(WHAT TO DO) From the line that contains "delay.map(|d| match err.retry_hint()" to the final line of the entries, return every line exactly and leave out all others.

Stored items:
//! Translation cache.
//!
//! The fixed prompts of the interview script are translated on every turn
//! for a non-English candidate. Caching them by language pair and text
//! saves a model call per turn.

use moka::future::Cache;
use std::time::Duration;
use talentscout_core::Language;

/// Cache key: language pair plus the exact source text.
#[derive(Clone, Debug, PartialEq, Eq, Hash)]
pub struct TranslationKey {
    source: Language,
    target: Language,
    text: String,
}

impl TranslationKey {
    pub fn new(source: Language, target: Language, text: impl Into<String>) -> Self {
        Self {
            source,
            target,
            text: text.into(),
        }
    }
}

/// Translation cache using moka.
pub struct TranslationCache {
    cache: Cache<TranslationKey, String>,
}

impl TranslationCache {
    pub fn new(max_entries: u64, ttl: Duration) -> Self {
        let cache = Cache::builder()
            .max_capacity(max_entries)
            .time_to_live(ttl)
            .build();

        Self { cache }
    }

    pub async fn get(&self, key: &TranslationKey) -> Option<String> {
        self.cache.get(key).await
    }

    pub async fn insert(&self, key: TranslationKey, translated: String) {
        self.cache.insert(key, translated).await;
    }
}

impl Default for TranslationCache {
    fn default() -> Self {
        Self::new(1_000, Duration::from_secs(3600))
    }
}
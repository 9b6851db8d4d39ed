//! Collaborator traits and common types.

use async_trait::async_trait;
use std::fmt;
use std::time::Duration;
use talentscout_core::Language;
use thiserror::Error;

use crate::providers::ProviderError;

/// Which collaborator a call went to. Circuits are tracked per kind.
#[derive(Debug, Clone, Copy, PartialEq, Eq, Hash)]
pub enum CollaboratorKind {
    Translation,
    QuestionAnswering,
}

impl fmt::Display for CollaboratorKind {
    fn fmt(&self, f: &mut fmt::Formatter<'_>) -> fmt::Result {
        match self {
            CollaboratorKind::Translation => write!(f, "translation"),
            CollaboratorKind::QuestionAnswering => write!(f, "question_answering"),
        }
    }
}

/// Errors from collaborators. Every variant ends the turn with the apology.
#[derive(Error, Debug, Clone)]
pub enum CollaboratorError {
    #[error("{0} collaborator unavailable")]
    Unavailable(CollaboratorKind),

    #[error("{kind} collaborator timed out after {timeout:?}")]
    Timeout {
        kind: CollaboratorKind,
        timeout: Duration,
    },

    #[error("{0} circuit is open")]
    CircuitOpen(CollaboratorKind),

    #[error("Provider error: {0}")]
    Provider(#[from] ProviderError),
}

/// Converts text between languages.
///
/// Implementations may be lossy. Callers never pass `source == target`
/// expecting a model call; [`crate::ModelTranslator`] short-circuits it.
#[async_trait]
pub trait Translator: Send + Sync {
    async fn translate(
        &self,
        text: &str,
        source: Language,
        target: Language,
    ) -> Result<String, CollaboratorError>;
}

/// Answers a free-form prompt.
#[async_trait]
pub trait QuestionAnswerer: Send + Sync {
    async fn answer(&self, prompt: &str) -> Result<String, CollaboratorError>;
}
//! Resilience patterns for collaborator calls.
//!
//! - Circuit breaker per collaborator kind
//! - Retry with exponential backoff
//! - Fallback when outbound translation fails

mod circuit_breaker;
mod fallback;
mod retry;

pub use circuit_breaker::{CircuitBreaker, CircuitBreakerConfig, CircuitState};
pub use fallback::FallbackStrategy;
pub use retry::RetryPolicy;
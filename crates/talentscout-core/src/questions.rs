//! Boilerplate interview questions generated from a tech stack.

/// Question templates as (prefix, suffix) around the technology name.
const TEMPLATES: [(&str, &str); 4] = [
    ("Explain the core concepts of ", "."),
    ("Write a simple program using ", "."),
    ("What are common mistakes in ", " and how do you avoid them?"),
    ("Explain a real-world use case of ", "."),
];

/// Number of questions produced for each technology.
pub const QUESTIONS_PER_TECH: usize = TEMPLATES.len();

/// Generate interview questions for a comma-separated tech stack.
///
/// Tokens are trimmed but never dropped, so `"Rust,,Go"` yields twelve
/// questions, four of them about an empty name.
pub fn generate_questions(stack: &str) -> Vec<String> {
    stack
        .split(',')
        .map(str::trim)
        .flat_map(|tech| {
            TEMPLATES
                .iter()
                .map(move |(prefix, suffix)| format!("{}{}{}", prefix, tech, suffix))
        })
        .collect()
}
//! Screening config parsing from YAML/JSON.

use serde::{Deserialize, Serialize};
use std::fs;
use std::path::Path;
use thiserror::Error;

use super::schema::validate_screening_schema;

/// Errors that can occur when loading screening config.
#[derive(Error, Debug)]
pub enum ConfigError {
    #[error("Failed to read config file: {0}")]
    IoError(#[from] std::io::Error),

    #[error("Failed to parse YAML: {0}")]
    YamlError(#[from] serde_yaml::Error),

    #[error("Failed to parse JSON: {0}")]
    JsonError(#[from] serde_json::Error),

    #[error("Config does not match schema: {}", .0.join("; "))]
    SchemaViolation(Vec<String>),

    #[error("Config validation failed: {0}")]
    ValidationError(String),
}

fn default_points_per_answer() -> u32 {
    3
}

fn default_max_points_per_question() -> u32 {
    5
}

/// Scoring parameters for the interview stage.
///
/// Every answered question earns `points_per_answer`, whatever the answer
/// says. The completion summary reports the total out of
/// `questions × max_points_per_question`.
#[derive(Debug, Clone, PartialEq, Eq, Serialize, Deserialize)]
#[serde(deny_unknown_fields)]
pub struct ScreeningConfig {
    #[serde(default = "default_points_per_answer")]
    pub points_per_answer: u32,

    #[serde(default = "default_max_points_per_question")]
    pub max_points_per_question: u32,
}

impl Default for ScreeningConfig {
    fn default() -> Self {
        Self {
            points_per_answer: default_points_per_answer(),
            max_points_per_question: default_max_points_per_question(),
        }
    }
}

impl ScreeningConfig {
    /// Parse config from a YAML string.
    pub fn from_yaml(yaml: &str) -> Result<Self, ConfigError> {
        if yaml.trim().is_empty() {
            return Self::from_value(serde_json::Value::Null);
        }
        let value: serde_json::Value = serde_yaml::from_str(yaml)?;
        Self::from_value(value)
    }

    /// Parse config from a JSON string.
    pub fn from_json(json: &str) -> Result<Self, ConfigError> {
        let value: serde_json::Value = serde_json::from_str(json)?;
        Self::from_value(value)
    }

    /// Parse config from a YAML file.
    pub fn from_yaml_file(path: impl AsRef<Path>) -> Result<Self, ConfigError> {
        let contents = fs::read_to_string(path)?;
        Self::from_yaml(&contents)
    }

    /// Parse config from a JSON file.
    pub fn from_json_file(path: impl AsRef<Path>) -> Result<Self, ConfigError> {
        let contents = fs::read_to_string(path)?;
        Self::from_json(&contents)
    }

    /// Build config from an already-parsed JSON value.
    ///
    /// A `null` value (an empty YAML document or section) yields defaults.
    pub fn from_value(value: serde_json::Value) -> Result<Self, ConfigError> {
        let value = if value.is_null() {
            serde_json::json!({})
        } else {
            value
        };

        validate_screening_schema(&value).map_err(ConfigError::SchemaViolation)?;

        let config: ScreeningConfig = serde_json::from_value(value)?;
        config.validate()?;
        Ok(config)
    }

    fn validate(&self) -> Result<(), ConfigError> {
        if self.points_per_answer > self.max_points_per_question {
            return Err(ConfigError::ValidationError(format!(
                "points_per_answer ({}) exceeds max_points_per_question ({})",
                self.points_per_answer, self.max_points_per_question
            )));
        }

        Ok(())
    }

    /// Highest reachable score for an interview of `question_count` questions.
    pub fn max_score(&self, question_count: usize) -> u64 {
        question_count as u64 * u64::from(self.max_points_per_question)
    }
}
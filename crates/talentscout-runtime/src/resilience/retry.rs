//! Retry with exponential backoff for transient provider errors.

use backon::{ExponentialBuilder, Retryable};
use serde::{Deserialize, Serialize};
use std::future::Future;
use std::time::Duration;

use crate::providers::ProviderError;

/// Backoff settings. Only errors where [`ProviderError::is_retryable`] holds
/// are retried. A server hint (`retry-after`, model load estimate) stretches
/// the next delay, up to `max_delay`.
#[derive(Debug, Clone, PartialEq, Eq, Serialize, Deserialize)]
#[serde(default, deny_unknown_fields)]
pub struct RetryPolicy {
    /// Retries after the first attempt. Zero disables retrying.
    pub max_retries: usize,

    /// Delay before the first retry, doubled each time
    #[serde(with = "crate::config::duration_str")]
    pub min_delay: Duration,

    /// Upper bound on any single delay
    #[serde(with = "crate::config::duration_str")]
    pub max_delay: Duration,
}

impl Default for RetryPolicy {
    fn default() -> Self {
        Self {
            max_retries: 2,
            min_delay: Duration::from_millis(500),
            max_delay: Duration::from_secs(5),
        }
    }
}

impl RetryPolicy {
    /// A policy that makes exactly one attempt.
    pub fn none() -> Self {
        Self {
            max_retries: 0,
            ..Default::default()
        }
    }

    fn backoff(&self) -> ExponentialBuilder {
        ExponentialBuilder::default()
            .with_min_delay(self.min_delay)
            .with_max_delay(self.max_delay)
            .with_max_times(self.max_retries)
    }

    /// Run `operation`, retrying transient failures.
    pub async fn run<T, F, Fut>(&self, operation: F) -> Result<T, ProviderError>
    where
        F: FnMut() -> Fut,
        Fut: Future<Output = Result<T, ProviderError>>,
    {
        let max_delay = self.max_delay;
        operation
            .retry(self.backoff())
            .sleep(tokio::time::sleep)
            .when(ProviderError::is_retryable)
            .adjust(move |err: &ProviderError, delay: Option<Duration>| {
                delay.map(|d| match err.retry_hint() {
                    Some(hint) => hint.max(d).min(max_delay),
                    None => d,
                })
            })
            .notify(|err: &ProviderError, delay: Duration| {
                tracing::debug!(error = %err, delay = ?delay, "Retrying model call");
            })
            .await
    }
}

(WORKED SOLUTION)
                delay.map(|d| match err.retry_hint() {
                    Some(hint) => hint.max(d).min(max_delay),
                    None => d,
                })
            })
            .notify(|err: &ProviderError, delay: Duration| {
                tracing::debug!(error = %err, delay = ?delay, "Retrying model call");
            })
            .await
    }
}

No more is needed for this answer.